My latest (academic) book, Moral Uncertainty, co-authored with @Tobyordoxford and Krister Bykvist, is out today! It’s open access - download it at https://www.moraluncertainty.com/ or order a hard copy via Amazon or OUP. :)
Here’s an informal history and summary, in tweet form. (1/20)
Here’s an informal history and summary, in tweet form. (1/20)
I first had the core idea of this book way back in early 2009 in an argument in a broom cupboard (yep) with another philosophy grad student. The argument was about vegetarianism (me pro, him against). The argument I came up with was this: (2/20)
Even if you think it’s *unlikely* that animals have moral status, surely, given the existence of seemingly compelling arguments to the contrary, you shouldn’t be *extremely confident* in your view. But the stakes are highly asymmetric. (3/20)
If you eat veggie & eating meat is permissible, well, you’ve only lost out on a bit of pleasure. But if you eat meat & eating meat is impermissible, you’ve done something very wrong. In light of uncertainty about animal ethics, the morally safe option is to eat vegetarian. (4/20)

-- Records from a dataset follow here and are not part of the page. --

/// Statistics from a pipeline batch run.
///
/// Uses atomic counters for thread-safe updates from concurrent candidate
/// tasks; a shared handle is also what the progress display polls.
#[derive(Debug, Default)]
pub struct PipelineStats {
    downloaded: AtomicUsize,
    resumed: AtomicUsize,
    failed_fetch: AtomicUsize,
    failed_transcode: AtomicUsize,
    failed_persist: AtomicUsize,
}

impl PipelineStats {
    /// Creates a new stats tracker with zero counts.
    #[must_use]
    pub fn new() -> Self {
        Self::default()
    }

    /// Returns the number of candidates fully downloaded and persisted.
    #[must_use]
    pub fn downloaded(&self) -> usize {
        self.downloaded.load(Ordering::SeqCst)
    }

    /// Returns the number of candidates that skipped at least one stage
    /// because a prior run left a usable artifact.
    #[must_use]
    pub fn resumed(&self) -> usize {
        self.resumed.load(Ordering::SeqCst)
    }

    /// Returns the number of candidates that failed during fetch.
    #[must_use]
    pub fn failed_fetch(&self) -> usize {
        self.failed_fetch.load(Ordering::SeqCst)
    }

    /// Returns the number of candidates that failed during transcode.
    #[must_use]
    pub fn failed_transcode(&self) -> usize {
        self.failed_transcode.load(Ordering::SeqCst)
    }

    /// Returns the number of candidates that failed during persist.
    #[must_use]
    pub fn failed_persist(&self) -> usize {
        self.failed_persist.load(Ordering::SeqCst)
    }

    /// Returns the total number of failed candidates across all stages.
    #[must_use]
    pub fn failed(&self) -> usize {
        self.failed_fetch() + self.failed_transcode() + self.failed_persist()
    }

    /// Returns the total number of candidates processed.
    #[must_use]
    pub fn total(&self) -> usize {
        self.downloaded() + self.failed()
    }

    fn increment_downloaded(&self) {
        self.downloaded.fetch_add(1, Ordering::SeqCst);
    }

    fn increment_resumed(&self) {
        self.resumed.fetch_add(1, Ordering::SeqCst);
    }

    fn increment_failure(&self, stage: FailureStage) {
        let counter = match stage {
            FailureStage::Fetch => &self.failed_fetch,
            FailureStage::Transcode => &self.failed_transcode,
            FailureStage::Persist => &self.failed_persist,
        };
        counter.fetch_add(1, Ordering::SeqCst);
    }

    fn snapshot(&self) -> Self {
        let snapshot = Self::new();
        snapshot
            .downloaded
            .store(self.downloaded(), Ordering::SeqCst);
        snapshot.resumed.store(self.resumed(), Ordering::SeqCst);
        snapshot
            .failed_fetch
            .store(self.failed_fetch(), Ordering::SeqCst);
        snapshot
            .failed_transcode
            .store(self.failed_transcode(), Ordering::SeqCst);
        snapshot
            .failed_persist
            .store(self.failed_persist(), Ordering::SeqCst);
        snapshot
    }
}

This is just applying expected-utility reasoning to take into account not just uncertainty about what will *happen*, but also uncertainty about what is of *value* or about what we fundamentally ought to do. (5/20)
EU theory has a good theoretical basis. It’s also common sense: If there’s some chance of a child playing round a blind corner, you take care when driving round it. Why? Because the stakes are asymmetric: driving fast is a small gain to you; killing a child is very wrong. (6/20)

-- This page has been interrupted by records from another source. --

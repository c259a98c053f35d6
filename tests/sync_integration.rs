//! Integration tests for catalog reconciliation against a real store.

#![allow(clippy::unwrap_used)]

use std::collections::HashMap;

use async_trait::async_trait;
use booksync::{
    BookStatus, BookStore, CatalogError, CatalogFetcher, CatalogSnapshot, Contributor, Database,
    ListeningStatus, RawCatalogEntry, SyncError, SyncOptions, run_sync,
};

/// Fetcher double returning a canned snapshot.
struct FixedFetcher {
    snapshot: CatalogSnapshot,
}

impl FixedFetcher {
    fn new(library: Vec<RawCatalogEntry>, wishlist: Vec<RawCatalogEntry>) -> Self {
        Self {
            snapshot: CatalogSnapshot { library, wishlist },
        }
    }
}

#[async_trait]
impl CatalogFetcher for FixedFetcher {
    async fn fetch_catalog(&self) -> Result<CatalogSnapshot, CatalogError> {
        Ok(self.snapshot.clone())
    }
}

async fn test_store() -> BookStore {
    let db = Database::new_in_memory().await.unwrap();
    BookStore::new(db)
}

fn entry(asin: &str, title: &str) -> RawCatalogEntry {
    RawCatalogEntry {
        asin: Some(asin.to_string()),
        title: Some(title.to_string()),
        ..RawCatalogEntry::default()
    }
}

fn rich_entry(asin: &str, title: &str, author: &str, summary: &str) -> RawCatalogEntry {
    let mut raw = entry(asin, title);
    raw.contributors = vec![Contributor {
        name: author.to_string(),
        role: Some("Author".to_string()),
    }];
    raw.summary = Some(summary.to_string());
    raw.runtime_length_min = Some(720);
    raw.product_images = HashMap::from([(
        "500".to_string(),
        format!("https://img.example/{asin}.jpg"),
    )]);
    raw
}

#[tokio::test]
async fn test_first_sync_inserts_both_feeds() {
    let store = test_store().await;
    let fetcher = FixedFetcher::new(
        vec![rich_entry("B001", "Dune", "Frank Herbert", "Spice.")],
        vec![entry("B002", "Hyperion")],
    );

    let stats = run_sync(&store, &fetcher, &SyncOptions::default())
        .await
        .unwrap();
    assert_eq!(stats.inserted(), 2);
    assert_eq!(stats.updated(), 0);
    assert_eq!(stats.wishlist_added(), 1);

    let library = store.get("B001").await.unwrap().unwrap();
    assert_eq!(library.status(), BookStatus::Library);
    assert_eq!(library.author, "Frank Herbert");
    assert!(!library.downloaded);

    let wishlist = store.get("B002").await.unwrap().unwrap();
    assert_eq!(wishlist.status(), BookStatus::Wishlist);
}

#[tokio::test]
async fn test_second_sync_is_idempotent() {
    let store = test_store().await;
    let fetcher = FixedFetcher::new(
        vec![rich_entry("B001", "Dune", "Frank Herbert", "Spice.")],
        vec![entry("B002", "Hyperion")],
    );

    run_sync(&store, &fetcher, &SyncOptions::default())
        .await
        .unwrap();
    let first = store.get("B001").await.unwrap().unwrap();

    let stats = run_sync(&store, &fetcher, &SyncOptions::default())
        .await
        .unwrap();
    assert_eq!(stats.inserted(), 0);
    assert_eq!(stats.updated(), 0);
    assert_eq!(stats.unchanged(), 2);

    let second = store.get("B001").await.unwrap().unwrap();
    assert_eq!(second.author, first.author);
    assert_eq!(second.description, first.description);
    assert_eq!(second.length, first.length);
}

#[tokio::test]
async fn test_wishlist_record_promoted_to_library() {
    let store = test_store().await;

    let wishlist_only = FixedFetcher::new(vec![], vec![entry("B001", "Dune")]);
    run_sync(&store, &wishlist_only, &SyncOptions::default())
        .await
        .unwrap();
    assert_eq!(
        store.get("B001").await.unwrap().unwrap().status(),
        BookStatus::Wishlist
    );

    let now_owned = FixedFetcher::new(vec![entry("B001", "Dune")], vec![]);
    let stats = run_sync(&store, &now_owned, &SyncOptions::default())
        .await
        .unwrap();
    assert_eq!(stats.updated(), 1);
    assert_eq!(
        store.get("B001").await.unwrap().unwrap().status(),
        BookStatus::Library
    );
}

#[tokio::test]
async fn test_library_never_demoted_to_wishlist() {
    let store = test_store().await;

    let owned = FixedFetcher::new(vec![entry("B001", "Dune")], vec![]);
    run_sync(&store, &owned, &SyncOptions::default())
        .await
        .unwrap();

    // Next run sees the title only in the wishlist feed
    let wishlist_only = FixedFetcher::new(vec![], vec![entry("B001", "Dune")]);
    run_sync(&store, &wishlist_only, &SyncOptions::default())
        .await
        .unwrap();

    assert_eq!(
        store.get("B001").await.unwrap().unwrap().status(),
        BookStatus::Library
    );
}

#[tokio::test]
async fn test_same_run_library_wins_over_wishlist_copy() {
    let store = test_store().await;
    let fetcher = FixedFetcher::new(
        vec![entry("B001", "Dune")],
        vec![entry("B001", "Dune"), entry("B002", "Hyperion")],
    );

    let stats = run_sync(&store, &fetcher, &SyncOptions::default())
        .await
        .unwrap();
    assert_eq!(stats.inserted(), 2);
    assert_eq!(stats.wishlist_suppressed(), 1);
    assert_eq!(stats.wishlist_added(), 1);

    let record = store.get("B001").await.unwrap().unwrap();
    assert_eq!(record.status(), BookStatus::Library);
}

#[tokio::test]
async fn test_placeholder_fields_filled_by_later_run() {
    let store = test_store().await;

    // First sight of the title carries no metadata
    let bare = FixedFetcher::new(vec![entry("B001", "Dune")], vec![]);
    run_sync(&store, &bare, &SyncOptions::default())
        .await
        .unwrap();
    let record = store.get("B001").await.unwrap().unwrap();
    assert_eq!(record.author, "Unknown");
    assert_eq!(record.description, "No description available");

    let enriched = FixedFetcher::new(
        vec![rich_entry("B001", "Dune", "Frank Herbert", "Spice.")],
        vec![],
    );
    let stats = run_sync(&store, &enriched, &SyncOptions::default())
        .await
        .unwrap();
    assert_eq!(stats.updated(), 1);

    let record = store.get("B001").await.unwrap().unwrap();
    assert_eq!(record.author, "Frank Herbert");
    assert_eq!(record.description, "Spice.");
    assert_eq!(record.length, "720");
    assert_eq!(
        record.cover_url.as_deref(),
        Some("https://img.example/B001.jpg")
    );
}

#[tokio::test]
async fn test_real_fields_not_overwritten_by_placeholders() {
    let store = test_store().await;

    let enriched = FixedFetcher::new(
        vec![rich_entry("B001", "Dune", "Frank Herbert", "Spice.")],
        vec![],
    );
    run_sync(&store, &enriched, &SyncOptions::default())
        .await
        .unwrap();

    // Later feed degrades to placeholders; stored metadata must survive
    let bare = FixedFetcher::new(vec![entry("B001", "Dune")], vec![]);
    let stats = run_sync(&store, &bare, &SyncOptions::default())
        .await
        .unwrap();
    assert_eq!(stats.unchanged(), 1);

    let record = store.get("B001").await.unwrap().unwrap();
    assert_eq!(record.author, "Frank Herbert");
    assert_eq!(record.description, "Spice.");
}

#[tokio::test]
async fn test_metadata_update_resets_downloaded() {
    let store = test_store().await;

    let bare = FixedFetcher::new(vec![entry("B001", "Dune")], vec![]);
    run_sync(&store, &bare, &SyncOptions::default())
        .await
        .unwrap();
    store.mark_downloaded("B001").await.unwrap();

    let enriched = FixedFetcher::new(
        vec![rich_entry("B001", "Dune", "Frank Herbert", "Spice.")],
        vec![],
    );
    run_sync(&store, &enriched, &SyncOptions::default())
        .await
        .unwrap();

    let record = store.get("B001").await.unwrap().unwrap();
    assert!(!record.downloaded, "update must reset the downloaded flag");
}

#[tokio::test]
async fn test_unchanged_record_keeps_downloaded_flag() {
    let store = test_store().await;
    let fetcher = FixedFetcher::new(
        vec![rich_entry("B001", "Dune", "Frank Herbert", "Spice.")],
        vec![],
    );

    run_sync(&store, &fetcher, &SyncOptions::default())
        .await
        .unwrap();
    store.mark_downloaded("B001").await.unwrap();

    run_sync(&store, &fetcher, &SyncOptions::default())
        .await
        .unwrap();
    assert!(store.get("B001").await.unwrap().unwrap().downloaded);
}

#[tokio::test]
async fn test_finished_flag_rides_along_with_updates() {
    let store = test_store().await;

    let mut in_progress = entry("B001", "Dune");
    in_progress.listening_status = Some(ListeningStatus {
        status: Some("Started".to_string()),
    });
    run_sync(
        &store,
        &FixedFetcher::new(vec![in_progress], vec![]),
        &SyncOptions::default(),
    )
    .await
    .unwrap();
    assert!(!store.get("B001").await.unwrap().unwrap().finished);

    // A metadata update carries the latest listening progress with it
    let mut finished = rich_entry("B001", "Dune", "Frank Herbert", "Spice.");
    finished.listening_status = Some(ListeningStatus {
        status: Some("Finished".to_string()),
    });
    run_sync(
        &store,
        &FixedFetcher::new(vec![finished], vec![]),
        &SyncOptions::default(),
    )
    .await
    .unwrap();
    assert!(store.get("B001").await.unwrap().unwrap().finished);
}

#[tokio::test]
async fn test_malformed_entries_skipped_not_fatal() {
    let store = test_store().await;
    let no_key = RawCatalogEntry {
        title: Some("Orphan".to_string()),
        ..RawCatalogEntry::default()
    };
    let no_title = RawCatalogEntry {
        asin: Some("B003".to_string()),
        ..RawCatalogEntry::default()
    };
    let fetcher = FixedFetcher::new(vec![no_key, entry("B001", "Dune"), no_title], vec![]);

    let stats = run_sync(&store, &fetcher, &SyncOptions::default())
        .await
        .unwrap();
    assert_eq!(stats.inserted(), 1);
    assert_eq!(stats.skipped(), 2);
    assert!(store.get("B001").await.unwrap().unwrap().title == "Dune");
}

#[tokio::test]
async fn test_empty_catalog_is_noop_by_default() {
    let store = test_store().await;
    let fetcher = FixedFetcher::new(vec![], vec![]);

    let stats = run_sync(&store, &fetcher, &SyncOptions::default())
        .await
        .unwrap();
    assert_eq!(stats.total(), 0);
    assert!(store.list_all().await.unwrap().is_empty());
}

#[tokio::test]
async fn test_empty_catalog_fatal_when_requested() {
    let store = test_store().await;
    let fetcher = FixedFetcher::new(vec![], vec![]);
    let options = SyncOptions {
        fail_on_empty: true,
        ..SyncOptions::default()
    };

    let result = run_sync(&store, &fetcher, &options).await;
    assert!(matches!(result, Err(SyncError::EmptyCatalog)));
}

#[tokio::test]
async fn test_invalid_concurrency_rejected() {
    let store = test_store().await;
    let fetcher = FixedFetcher::new(vec![entry("B001", "Dune")], vec![]);
    let options = SyncOptions {
        concurrency: 0,
        ..SyncOptions::default()
    };

    let result = run_sync(&store, &fetcher, &options).await;
    assert!(matches!(
        result,
        Err(SyncError::InvalidConcurrency { value: 0 })
    ));
}

#[tokio::test]
async fn test_large_batch_with_concurrency() {
    let store = test_store().await;
    let library: Vec<RawCatalogEntry> = (0..50)
        .map(|i| entry(&format!("B{i:03}"), &format!("Book {i}")))
        .collect();
    let fetcher = FixedFetcher::new(library, vec![]);
    let options = SyncOptions {
        concurrency: 8,
        ..SyncOptions::default()
    };

    let stats = run_sync(&store, &fetcher, &options).await.unwrap();
    assert_eq!(stats.inserted(), 50);
    assert_eq!(store.list_all().await.unwrap().len(), 50);
}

But, to my knowledge at the time, the extension of expected utility theory to moral uncertainty had not been done. (And indeed I learned that the modern literature exploring the idea was very small indeed - one book and a handful of articles.) (7/20)
This was particularly striking because the range of applications is so wide. In the economics of climate change, a huge question is how to trade off harms to future generations vs harms to the present. But we could just use EU-theory to take that uncertainty into account. (8/20)
Or, consider Singer’s drowning child argument. If he’s wrong and you donate, you’ve still done a good thing. If he’s right, and you don’t donate, it’s like you let a child drown in front of you. Again, asymmetric stakes: under moral uncertainty, the safe option is to give. (9/20)
Anyway, I asked my supervisor, John Broome, about it and he said I should speak to some guy called Toby Ord. We met for coffee in a graveyard; as well as moral uncertainty, he told me about an idea for a project called Giving What We Can…. but that’s another story. (10/20)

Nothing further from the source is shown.